TAORMINA – “Il movimento di ferragosto è sempre stato un flusso massivo ma mai come quest’anno rende l’idea del momento di grande difficoltà che sta vivendo il turismo a Taormina. La qualità non si vede, anzi non c’è e senza di quella diventa molto difficile andare avanti per molti operatori economici di Taormina”. Lo afferma il direttore di Confesercenti Messina, Daniele Andronaco, che non fa mistero della sua preoccupazione per l’attuale trend del turismo nella Perla dello Ionio.

“In questo momento a Taormina si vedono tanti ragazzi e ragazze ma il turismo di qualità è assente, manca quella parte fondamentale di visitatori che rappresentano una vera e propria linfa vitale per le attività del luogo – afferma Andronaco -. Manca quel turismo che la città merita e che l’ha contraddistinta in passato. Il turismo di prossimità che c’è quest’estate non dà nulla e non porta da nessuna parte. Le grandi strutture alberghiere stanno soffrendo un calo fortissimo e non sappiamo in alcuni casi quali scelte faranno già a settembre. Nel commercio e nella ristorazione registriamo un calo che supera il 50%”.

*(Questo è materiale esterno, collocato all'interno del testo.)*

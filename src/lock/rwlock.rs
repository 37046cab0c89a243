use super::{block_on, push_held, register, remove_held, LockInfo, LockKind, Lockable};
use crate::config::LOCK_MAX_READERS;
use crate::error::LockError;
use crate::safepoint::current_thread_id;
use std::mem;
use std::panic::Location;
use std::sync::Arc;

#[derive(Clone, Copy)]
struct ReaderSlot {
    thread: u64,
    nesting: u32,
}

pub(crate) struct RwLockInner {
    info: LockInfo,
    raw: parking_lot::RwLock<()>,
    readers: parking_lot::Mutex<Vec<ReaderSlot>>,
}

impl RwLockInner {
    fn reader_nesting(&self) -> Option<u32> {
        let me = current_thread_id();

        self.readers
            .lock()
            .iter()
            .find(|r| r.thread == me)
            .map(|r| r.nesting)
    }

    fn drop_write(&self) {
        self.info.set_owner(None);
        remove_held(self.info.id());

        unsafe { self.raw.force_unlock_write() };
    }

    fn drop_read(&self, all: bool) -> bool {
        let me = current_thread_id();
        let mut readers = self.readers.lock();
        let Some(pos) = readers.iter().position(|r| r.thread == me) else {
            return false;
        };

        if !all && readers[pos].nesting > 1 {
            readers[pos].nesting -= 1;
            return true;
        }

        readers.swap_remove(pos);
        drop(readers);
        remove_held(self.info.id());

        unsafe { self.raw.force_unlock_read() };
        true
    }
}

impl Lockable for RwLockInner {
    fn info(&self) -> &LockInfo {
        &self.info
    }

    fn force_release(&self) {
        if self.info.owned_by_current_thread() {
            self.info.set_level(0);
            self.drop_write();
        } else if !self.drop_read(true) {
            remove_held(self.info.id());
        }
    }

    fn describe_extra(&self) -> String {
        let readers = self.readers.lock();

        if readers.is_empty() {
            String::new()
        } else {
            let threads: Vec<String> = readers
                .iter()
                .map(|r| format!("{}x{}", r.thread, r.nesting))
                .collect();

            format!("readers [{}]", threads.join(", "))
        }
    }
}

/// A read-write lock with per-reader bookkeeping.
///
/// A thread that already holds the lock, as reader or writer, may take it
/// again; the repeat only bumps a nesting count. At most
/// `LOCK_MAX_READERS` distinct threads may read at once.
#[derive(Clone)]
pub struct RwLock {
    inner: Arc<RwLockInner>,
}

impl RwLock {
    #[track_caller]
    pub fn new(name: &str) -> Self {
        let inner = Arc::new(RwLockInner {
            info: LockInfo::new(LockKind::RwLock, name, Location::caller()),
            raw: parking_lot::RwLock::new(()),
            readers: parking_lot::Mutex::new(Vec::new()),
        });
        let weak = Arc::downgrade(&inner);

        register(weak);

        Self { inner }
    }

    pub fn name(&self) -> &str {
        self.inner.info.name()
    }

    pub fn writer(&self) -> Option<u64> {
        self.inner.info.owner()
    }

    pub fn reader_count(&self) -> usize {
        self.inner.readers.lock().len()
    }

    pub fn is_read_by_current_thread(&self) -> bool {
        self.inner.reader_nesting().is_some()
    }

    pub fn is_written_by_current_thread(&self) -> bool {
        self.inner.info.owned_by_current_thread()
    }

    /// Handles re-entry by a thread that already holds the lock.
    fn reenter(&self, site: &'static Location<'static>) -> bool {
        if self.is_written_by_current_thread() {
            self.inner.info.nest();
            self.inner.info.record_site(site);
            return true;
        }

        let me = current_thread_id();
        let mut readers = self.inner.readers.lock();

        match readers.iter_mut().find(|r| r.thread == me) {
            Some(slot) => {
                slot.nesting += 1;
                drop(readers);
                self.inner.info.record_site(site);
                true
            }
            None => false,
        }
    }

    /// Claims a reader slot before taking the native lock.
    fn reserve_reader(&self) -> Result<(), LockError> {
        let mut readers = self.inner.readers.lock();

        if readers.len() >= LOCK_MAX_READERS {
            return Err(LockError::TooManyReaders {
                max: LOCK_MAX_READERS,
            });
        }

        readers.push(ReaderSlot {
            thread: current_thread_id(),
            nesting: 1,
        });

        Ok(())
    }

    fn unreserve_reader(&self) {
        let me = current_thread_id();

        self.inner.readers.lock().retain(|r| r.thread != me);
    }

    fn took_read(&self, site: &'static Location<'static>) {
        self.inner.info.record_site(site);
        push_held(self.inner.clone());
    }

    #[track_caller]
    pub fn try_read(&self) -> bool {
        let site = Location::caller();

        if self.reenter(site) {
            return true;
        }

        if self.reserve_reader().is_err() {
            return false;
        }

        match self.inner.raw.try_read() {
            Some(guard) => {
                mem::forget(guard);
                self.took_read(site);
                true
            }
            None => {
                self.unreserve_reader();
                false
            }
        }
    }

    /// Takes a shared hold, blocking while a writer holds the lock.
    #[track_caller]
    pub fn read(&self) -> Result<(), LockError> {
        let site = Location::caller();

        if self.reenter(site) {
            return Ok(());
        }

        self.reserve_reader()?;

        match self.inner.raw.try_read() {
            Some(guard) => mem::forget(guard),
            None => {
                block_on(&self.inner.info, site, || mem::forget(self.inner.raw.read()));
            }
        }

        self.took_read(site);
        Ok(())
    }

    fn took_write(&self, site: &'static Location<'static>) {
        let info = &self.inner.info;

        info.set_owner(Some(current_thread_id()));
        info.set_level(0);
        info.record_site(site);
        push_held(self.inner.clone());
    }

    #[track_caller]
    pub fn try_write(&self) -> bool {
        let site = Location::caller();

        if self.is_read_by_current_thread() {
            return false;
        }

        if self.reenter(site) {
            return true;
        }

        match self.inner.raw.try_write() {
            Some(guard) => {
                mem::forget(guard);
                self.took_write(site);
                true
            }
            None => false,
        }
    }

    /// Takes the lock exclusively. Upgrading a read hold is fatal since it
    /// can never succeed.
    #[track_caller]
    pub fn write(&self) {
        let site = Location::caller();

        if self.is_read_by_current_thread() {
            self.inner.info.fatal("write lock requested while holding a read lock");
        }

        if self.reenter(site) {
            return;
        }

        match self.inner.raw.try_write() {
            Some(guard) => mem::forget(guard),
            None => {
                block_on(&self.inner.info, site, || mem::forget(self.inner.raw.write()));
            }
        }

        self.took_write(site);
    }

    /// Drops one level of whichever hold the current thread has.
    #[track_caller]
    pub fn release(&self) {
        let inner = &self.inner;

        if inner.info.owned_by_current_thread() {
            if !inner.info.unnest() {
                inner.drop_write();
            }
            return;
        }

        if !inner.drop_read(false) {
            inner.info.fatal("rwlock released by a thread that does not hold it");
        }
    }
}

#[cfg(test)]
mod tests {
    use super::*;
    use std::thread;

    #[test]
    fn readers_share_and_nest() {
        let lock = RwLock::new("shared");

        lock.read().unwrap();
        lock.read().unwrap();

        let other = lock.clone();
        let ok = thread::spawn(move || {
            let ok = other.try_read();
            if ok {
                other.release();
            }
            ok
        })
        .join()
        .unwrap();

        assert!(ok);
        assert_eq!(lock.reader_count(), 1);
        assert!(!lock.try_write());

        lock.release();
        assert!(lock.is_read_by_current_thread());
        lock.release();
        assert!(!lock.is_read_by_current_thread());
        assert!(lock.try_write());
        lock.release();
    }

    #[test]
    fn writer_excludes_readers() {
        let lock = RwLock::new("exclusive");

        lock.write();
        lock.write();
        assert_eq!(lock.writer(), Some(current_thread_id()));

        let other = lock.clone();
        assert!(!thread::spawn(move || other.try_read()).join().unwrap());

        lock.release();
        lock.release();
        assert_eq!(lock.writer(), None);
    }

    #[test]
    fn reader_slots_are_bounded() {
        let lock = RwLock::new("crowded");
        let (tx, rx) = crossbeam_channel::unbounded();
        let (done_tx, done_rx) = crossbeam_channel::unbounded::<()>();

        let handles: Vec<_> = (0..LOCK_MAX_READERS)
            .map(|_| {
                let lock = lock.clone();
                let tx = tx.clone();
                let done_rx = done_rx.clone();

                thread::spawn(move || {
                    lock.read().unwrap();
                    tx.send(()).unwrap();
                    let _ = done_rx.recv();
                    lock.release();
                })
            })
            .collect();

        for _ in 0..LOCK_MAX_READERS {
            rx.recv().unwrap();
        }

        assert_eq!(
            lock.read(),
            Err(LockError::TooManyReaders {
                max: LOCK_MAX_READERS
            })
        );
        assert!(!lock.try_read());

        drop(done_tx);
        for h in handles {
            h.join().unwrap();
        }
        assert_eq!(lock.reader_count(), 0);
    }
}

“Auspichiamo con forza che si riesca ad allungare la stagione – continua Andronaco -. Quello che si è perso non è più recuperabile e il flusso che ci sarà magari a settembre e ottobre, in qualsiasi caso, non potrà bastare a compensare il disastro che sin qui si è registrato. Ma bisogna cercare di recuperare qualcosa e limitare i danni o non sappiamo davvero cosa potrà accadere nei prossimi mesi. Non c’è il turista straniero, è un fatto acclarato di cui tutti abbiamo preso atto ma Taormina deve reagire. Sappiamo che c’è stata una pandemia e siamo dentro una grande crisi ma, al di là delle congiunture esterne, si poteva e si doveva fare qualcosa in più a livello locale, a livello amministrativo. Anzi, la verità è che non si è fatto nulla. E si sono rivelati inutili anche quei tavoli ai quali per altro noi non siamo stati neanche invitati. Si è persa una grande possibilità di interlocuzione diretta con le Istituzioni, ai massimi livelli, nazionali e regionali, a prescindere da qualche sporadico contatto personale che poi, come si è visto, non ha portato nulla di significativo e di incisivo per il territorio”.

“E’ chiaro – evidenzia Andronaco – che ci si aspettava di più dallo Stato, dal governo nazionale e da quello regionale, ma oltre le promesse non si è visto altro che il nulla. Invece, in ambito locale non si comprende la strategia del Comune di Taormina, che anzichè affrettare la procedura di affidamento della gestione del Palacongressi la sta portando avanti senza quella necessaria immediatezza di cui necessita la città per rilanciarsi e destagionalizzare. Perché allungare i tempi? Si propaganda che si va verso una svolta ma poi deve ancora essere previsto il bando, andrà espletata la procedura e si comunica che ‘il bando verrà pubblicato per un periodo ampio sulla gazzetta ufficiale europea’ e che il futuro gestore avrà le chiavi nel 2022. I tempi bisogna stringerli e non allungarli: così facedo cosa si pensa che si otterrà? La crisi è adesso e non aspetta il 2022”.

Infine la discussa espressione del sindaco secondo il quale la città “si è cullata sui sogni di gloria del turismo dozzinale e da rapina”: “Non ci sono parole, una frase incommentabile che si commenta da sola”.